A detailed search of relevant publications of localized malignant peritoneal mesothelioma was conducted using PubMed and MEDLINE and is summarized in Table 1.

90% of the tumors arose either in the liver or in close proximity to the liver, and 50% of the tumors were epithelioid with the remaining 50% of the tumors comprising both sarcomatoid and biphasic types, of which two cases contained rhabdoid features (one sarcomatoid and one biphasic). 75% of the cases had no prior history of asbestos exposure, including 3 cases with no reported history of asbestos exposure. Based on the follow-up data reported, the clinical course is variable with 5 cases having no recurrence postsurgery, 2 cases resulting in the death of the patient, one case with distal recurrence postoperatively, 2 cases with postoperative disease progression in the form of either nodal, peritoneal, or liver metastases, and 1 case with tumor rupture and subsequent deterioration in the clinical condition of the patient, preventing tumor resection in that case. The tumors appear to affect the older population and have no gender preference.

4. Conclusion

Localized malignant peritoneal mesotheliomas are rare tumors that may present clinically as a liver mass and simulate primary hepatic or secondary tumors. They have nonspecific signs and symptoms and need a high index of suspicion and an extensive workup prior to surgery.

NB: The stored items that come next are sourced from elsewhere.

use alloy::primitives::Address;

use crate::domain::ProviderId;

pub const DEFAULT_BALANCE_UPDATE_INTERVAL: u64 = 10;

/// Block-count throttle for balance reads.
#[derive(Debug, Clone, Copy, PartialEq, Eq)]
pub struct BalancePolicy {
    /// 0 refreshes on every new block.
    pub update_interval_blocks: u64,
}

impl Default for BalancePolicy {
    fn default() -> Self {
        Self {
            update_interval_blocks: DEFAULT_BALANCE_UPDATE_INTERVAL,
        }
    }
}

impl BalancePolicy {
    pub fn new(update_interval_blocks: u64) -> Self {
        Self {
            update_interval_blocks,
        }
    }

    pub fn should_refresh(&self, block: u64, last_balance_block: u64) -> bool {
        block > last_balance_block.saturating_add(self.update_interval_blocks)
    }
}

/// A balance read issued for `account` against provider `provider` at height `block`.
/// The result is only applied if all three still match when it completes.
#[derive(Debug, Clone, Copy, PartialEq, Eq)]
pub struct BalanceRequest {
    pub provider: ProviderId,
    pub account: Address,
    pub block: u64,
}
use std::time::Duration;

use wallet_sync_core::{ConfigError, SyncOptions, DEFAULT_BALANCE_UPDATE_INTERVAL};

pub const ENV_PROVIDER_URLS: &str = "WALLET_SYNC_PROVIDER_URLS";
pub const ENV_POLLING_INTERVAL_MS: &str = "WALLET_SYNC_POLLING_INTERVAL_MS";
pub const ENV_BALANCE_UPDATE_INTERVAL: &str = "WALLET_SYNC_BALANCE_UPDATE_INTERVAL";
pub const ENV_EIP1193_PROXY_URL: &str = "WALLET_SYNC_EIP1193_PROXY_URL";
pub const ENV_RPC_TIMEOUT_MS: &str = "WALLET_SYNC_RPC_TIMEOUT_MS";
pub const ENV_TICK_MS: &str = "WALLET_SYNC_TICK_MS";

#[derive(Debug, Clone, PartialEq, Eq)]
pub struct SyncConfig {
    pub provider_urls: Vec<String>,
    pub polling_interval_ms: u64,
    pub balance_update_interval: u64,
    /// JSON-RPC endpoint relaying EIP-1193 requests to a real wallet.
    /// `None` selects the in-memory wallet.
    pub eip1193_proxy_url: Option<String>,
    pub rpc_timeout_ms: u64,
    pub tick_ms: u64,
}

impl Default for SyncConfig {
    fn default() -> Self {
        Self {
            provider_urls: Vec::new(),
            polling_interval_ms: 4_000,
            balance_update_interval: DEFAULT_BALANCE_UPDATE_INTERVAL,
            eip1193_proxy_url: None,
            rpc_timeout_ms: 15_000,
            tick_ms: 250,
        }
    }
}

impl SyncConfig {
    pub fn from_env() -> Result<Self, ConfigError> {
        Self::from_lookup(|key| std::env::var(key).ok())
    }

    /// Builds the config from an arbitrary key lookup. Unset or blank keys
    /// keep their defaults.
    pub fn from_lookup(lookup: impl Fn(&str) -> Option<String>) -> Result<Self, ConfigError> {
        let get = |key: &str| lookup(key).filter(|v| !v.trim().is_empty());
        let mut cfg = Self::default();

        if let Some(raw) = get(ENV_PROVIDER_URLS) {
            cfg.provider_urls = raw
                .split(',')
                .map(str::trim)
                .filter(|u| !u.is_empty())
                .map(str::to_owned)
                .collect();
        }
        if let Some(raw) = get(ENV_POLLING_INTERVAL_MS) {
            cfg.polling_interval_ms = parse_positive(ENV_POLLING_INTERVAL_MS, &raw)?;
        }
        if let Some(raw) = get(ENV_BALANCE_UPDATE_INTERVAL) {
            cfg.balance_update_interval = parse_u64(ENV_BALANCE_UPDATE_INTERVAL, &raw)?;
        }
        cfg.eip1193_proxy_url = get(ENV_EIP1193_PROXY_URL).map(|v| v.trim().to_owned());
        if let Some(raw) = get(ENV_RPC_TIMEOUT_MS) {
            cfg.rpc_timeout_ms = parse_positive(ENV_RPC_TIMEOUT_MS, &raw)?;
        }
        if let Some(raw) = get(ENV_TICK_MS) {
            cfg.tick_ms = parse_positive(ENV_TICK_MS, &raw)?;
        }
        Ok(cfg)
    }

    pub fn to_options(&self) -> SyncOptions {
        SyncOptions {
            provider_urls: self.provider_urls.clone(),
            polling_interval_ms: self.polling_interval_ms,
            balance_update_interval: self.balance_update_interval,
        }
    }

    pub fn rpc_timeout(&self) -> Duration {
        Duration::from_millis(self.rpc_timeout_ms)
    }

    pub fn tick(&self) -> Duration {
        Duration::from_millis(self.tick_ms)
    }
}

fn parse_u64(key: &str, raw: &str) -> Result<u64, ConfigError> {
    raw.trim().parse().map_err(|_| ConfigError::InvalidValue {
        key: key.to_owned(),
        value: raw.to_owned(),
    })
}

fn parse_positive(key: &str, raw: &str) -> Result<u64, ConfigError> {
    match parse_u64(key, raw)? {
        0 => Err(ConfigError::InvalidValue {
            key: key.to_owned(),
            value: raw.to_owned(),
        }),
        n => Ok(n),
    }
}
pub mod candidates;
pub mod config;
pub mod eip1193;
pub mod rpc;
pub mod runtime;

pub use candidates::{RpcCandidate, RpcCandidateFactory};
pub use config::SyncConfig;
pub use eip1193::Eip1193Adapter;
pub use rpc::{HttpEndpoint, WsEndpoint};
pub use runtime::{DriverError, SyncDriver, SyncHandle};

Not all patients have a history of asbestos exposure. Due to limitations of sampling and the rarity of the tumor, the diagnosis may be difficult to confirm on biopsy or may be overlooked. Definitive diagnosis is obtained by surgical resection in most cases. These patients have a variable clinical course with an unfavorable outcome reported in the majority of cases; however, accumulation of more cases is necessary to characterize the biological behavior and prognosis of these uncommon tumors.

Conflicts of Interest

The authors of this manuscript have no conflicts of interest to report.